Carlisle Municipal Airport is a city-owned, public-use airport located two nautical miles (4 km) northeast of the central business district of Carlisle, a city in Lonoke County, Arkansas, United States. It is included in the National Plan of Integrated Airport Systems for 2011–2015, which categorized it as a general aviation facility.
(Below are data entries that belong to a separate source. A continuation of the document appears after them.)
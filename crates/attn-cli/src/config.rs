//! Configuration loading and management.

use std::path::{Path, PathBuf};

use attn_core::{DEFAULT_DATE_PATTERN, DEFAULT_DATETIME_PATTERN};
use figment::Figment;
use figment::providers::{Env, Format, Serialized, Toml};
use serde::{Deserialize, Serialize};

/// Application configuration.
#[derive(Debug, Clone, PartialEq, Eq, Serialize, Deserialize)]
pub struct Config {
    /// Default XML input when `--input` is not given.
    #[serde(default, skip_serializing_if = "Option::is_none")]
    pub input: Option<PathBuf>,

    /// Default CSV destination when `--output` is not given.
    #[serde(default, skip_serializing_if = "Option::is_none")]
    pub output: Option<PathBuf>,

    /// Pattern for timestamps inside `<start>`/`<end>`.
    pub datetime_pattern: String,

    /// Pattern for `--start-date`/`--end-date`.
    pub date_pattern: String,
}

impl Default for Config {
    fn default() -> Self {
        Self {
            input: None,
            output: None,
            datetime_pattern: DEFAULT_DATETIME_PATTERN.to_string(),
            date_pattern: DEFAULT_DATE_PATTERN.to_string(),
        }
    }
}

impl Config {
    /// Loads configuration, optionally from a specific file.
    ///
    /// Later layers win: defaults, the user config file, `config_path`, the
    /// bare `input`/`output` environment variables, then `ATTN_*` variables.
    #[expect(
        clippy::result_large_err,
        reason = "figment::Error is large but only returned at startup"
    )]
    pub fn load_from(config_path: Option<&Path>) -> Result<Self, figment::Error> {
        let mut figment = Figment::from(Serialized::defaults(Self::default()));

        // Load from default config location
        if let Some(config_dir) = dirs_config_path() {
            figment = figment.merge(Toml::file(config_dir.join("config.toml")));
        }

        // Load from specified config file
        if let Some(path) = config_path {
            figment = figment.merge(Toml::file(path));
        }

        // Exports are often driven by plain `input=... output=...` variables
        figment = figment.merge(Env::raw().only(&["input", "output"]));

        // Load from environment variables (ATTN_*)
        figment = figment.merge(Env::prefixed("ATTN_"));

        figment.extract()
    }
}

/// Returns the platform-specific config directory for attn.
fn dirs_config_path() -> Option<PathBuf> {
    dirs::config_dir().map(|p| p.join("attn"))
}

#[cfg(test)]
mod tests {
    use figment::Jail;

    use super::*;

    #[test]
    fn test_defaults() {
        let config = Config::default();
        assert_eq!(config.datetime_pattern, "%d-%m-%Y %H:%M:%S");
        assert_eq!(config.date_pattern, "%d-%m-%Y");
        assert!(config.input.is_none());
        assert!(config.output.is_none());
    }

    #[test]
    fn test_config_file_and_env_layering() {
        Jail::expect_with(|jail| {
            let home = jail.directory().display().to_string();
            jail.set_env("HOME", &home);
            jail.set_env("XDG_CONFIG_HOME", &home);
            jail.create_file(
                "attn.toml",
                r#"
                datetime_pattern = "%Y-%m-%d %H:%M:%S"
                input = "from-file.xml"
                "#,
            )?;
            jail.set_env("input", "from-env.xml");
            jail.set_env("ATTN_DATE_PATTERN", "%Y-%m-%d");

            let config = Config::load_from(Some(Path::new("attn.toml")))?;

            assert_eq!(config.datetime_pattern, "%Y-%m-%d %H:%M:%S");
            assert_eq!(config.date_pattern, "%Y-%m-%d");
            assert_eq!(config.input, Some(PathBuf::from("from-env.xml")));
            assert!(config.output.is_none());
            Ok(())
        });
    }

    #[test]
    fn test_dirs_config_path_ends_with_attn() {
        if let Some(path) = dirs_config_path() {
            assert_eq!(path.file_name().unwrap(), "attn");
        }
    }
}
== Facilities and aircraft ==
Carlisle Municipal Airport covers an area of 640 acres (259 ha) at an elevation of 241 feet (73 m) above mean sea level. It has two runways with asphalt surfaces: 9/27 is 4,501 by 75 feet (1,372 x 23 m) and 18/36 is 4,494 by 60 feet (1,370 x 18 m).

For the 12-month period ending March 31, 2011, the airport had 48,100 aircraft operations, an average of 131 per day: 99.8% general aviation and 0.2% military. At that time there were 14 aircraft based at this airport: 93% single-engine and 7% multi-engine.

==History==
The airport was built by the United States Army Air Forces during 1942/43 as an axillary airfield for Stuttgart Army Airfield, near Stuttgart, Arkansas. It was known simply as Stuttgart Army Airfield Auxiliary #1. The runways in use today were built during that period. It was used to help train medium bomber and transport pilots, who used it for emergencies on it or practiced touch-and-go landings. It was not staffed, and at the end of World War II it was simply abandoned and the land turned over to local authorities, like many other small auxiliary airfields.

The City of Carlisle developed the current airport from the former military airfield.